▸ **WHAT THE TASK REQUIRES**
Nothing but an exact copy of the listing should be given.

▸ **RECORDS FOR PROCESSING**
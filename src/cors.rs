use http::Method;
use tower_http::cors::{AllowOrigin, Any, CorsLayer};

/// Origins a local browser front end is usually served from.
pub const DEFAULT_CORS_ORIGINS: &str =
    "http://localhost,https://localhost,http://127.0.0.1,https://127.0.0.1";

/// Normalize a raw origin list: trim entries and drop empty ones.
#[must_use]
pub fn normalize_origins(raw: &[String]) -> Vec<String> {
    raw.iter()
        .map(|s| s.trim().to_string())
        .filter(|s| !s.is_empty())
        .collect()
}

/// Whether `origin` matches one of the configured prefixes (`*` matches all).
#[must_use]
pub fn origin_allowed(origin: &str, allowed: &[String]) -> bool {
    allowed
        .iter()
        .any(|a| a == "*" || origin.starts_with(a.as_str()))
}

/// Build a CORS layer for gRPC-Web with the given allowed origins.
pub fn build_cors_layer(cors_origins: Vec<String>) -> CorsLayer {
    CorsLayer::new()
        .allow_origin(AllowOrigin::predicate(move |origin, _| {
            origin
                .to_str()
                .is_ok_and(|o| origin_allowed(o, &cors_origins))
        }))
        .allow_methods([Method::GET, Method::POST, Method::OPTIONS])
        .allow_headers(Any)
        .expose_headers(Any)
}

#[cfg(test)]
mod tests {
    use super::*;

    fn defaults() -> Vec<String> {
        DEFAULT_CORS_ORIGINS.split(',').map(str::to_string).collect()
    }

    #[test]
    fn test_localhost_dev_server_allowed() {
        assert!(origin_allowed("http://localhost:5173", &defaults()));
        assert!(origin_allowed("http://127.0.0.1:8080", &defaults()));
    }

    #[test]
    fn test_foreign_origin_rejected() {
        assert!(!origin_allowed("https://evil.example", &defaults()));
    }

    #[test]
    fn test_wildcard_allows_everything() {
        assert!(origin_allowed("https://anything.example", &["*".to_string()]));
    }

    #[test]
    fn test_normalize_origins_trims_and_drops_empty() {
        let raw = vec![" http://a ".to_string(), String::new(), "  ".to_string()];
        assert_eq!(normalize_origins(&raw), vec!["http://a".to_string()]);
    }
}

▸ **TASK OUTPUT**
filename src/cors.rs
use http::Method;
use tower_http::cors::{AllowOrigin, Any, CorsLayer};

/// Origins a local browser front end is usually served from.
pub const DEFAULT_CORS_ORIGINS: &str =
    "http://localhost,https://localhost,http://127.0.0.1,https://127.0.0.1";

/// Normalize a raw origin list: trim entries and drop empty ones.
#[must_use]
pub fn normalize_origins(raw: &[String]) -> Vec<String> {
    raw.iter()
        .map(|s| s.trim().to_string())
        .filter(|s| !s.is_empty())
        .collect()
}

/// Whether `origin` matches one of the configured prefixes (`*` matches all).
#[must_use]
pub fn origin_allowed(origin: &str, allowed: &[String]) -> bool {
    allowed
        .iter()
        .any(|a| a == "*" || origin.starts_with(a.as_str()))
}

/// Build a CORS layer for gRPC-Web with the given allowed origins.
pub fn build_cors_layer(cors_origins: Vec<String>) -> CorsLayer {
    CorsLayer::new()
        .allow_origin(AllowOrigin::predicate(move |origin, _| {
            origin
                .to_str()
                .is_ok_and(|o| origin_allowed(o, &cors_origins))
        }))
        .allow_methods([Method::GET, Method::POST, Method::OPTIONS])
        .allow_headers(Any)
        .expose_headers(Any)
}

#[cfg(test)]
mod tests {
    use super::*;

    fn defaults() -> Vec<String> {
        DEFAULT_CORS_ORIGINS.split(',').map(str::to_string).collect()
    }

    #[test]
    fn test_localhost_dev_server_allowed() {
        assert!(origin_allowed("http://localhost:5173", &defaults()));
        assert!(origin_allowed("http://127.0.0.1:8080", &defaults()));
    }

    #[test]
    fn test_foreign_origin_rejected() {
        assert!(!origin_allowed("https://evil.example", &defaults()));
    }

    #[test]
    fn test_wildcard_allows_everything() {
        assert!(origin_allowed("https://anything.example", &["*".to_string()]));
    }

    #[test]
    fn test_normalize_origins_trims_and_drops_empty() {
        let raw = vec![" http://a ".to_string(), String::new(), "  ".to_string()];
        assert_eq!(normalize_origins(&raw), vec!["http://a".to_string()]);
    }
}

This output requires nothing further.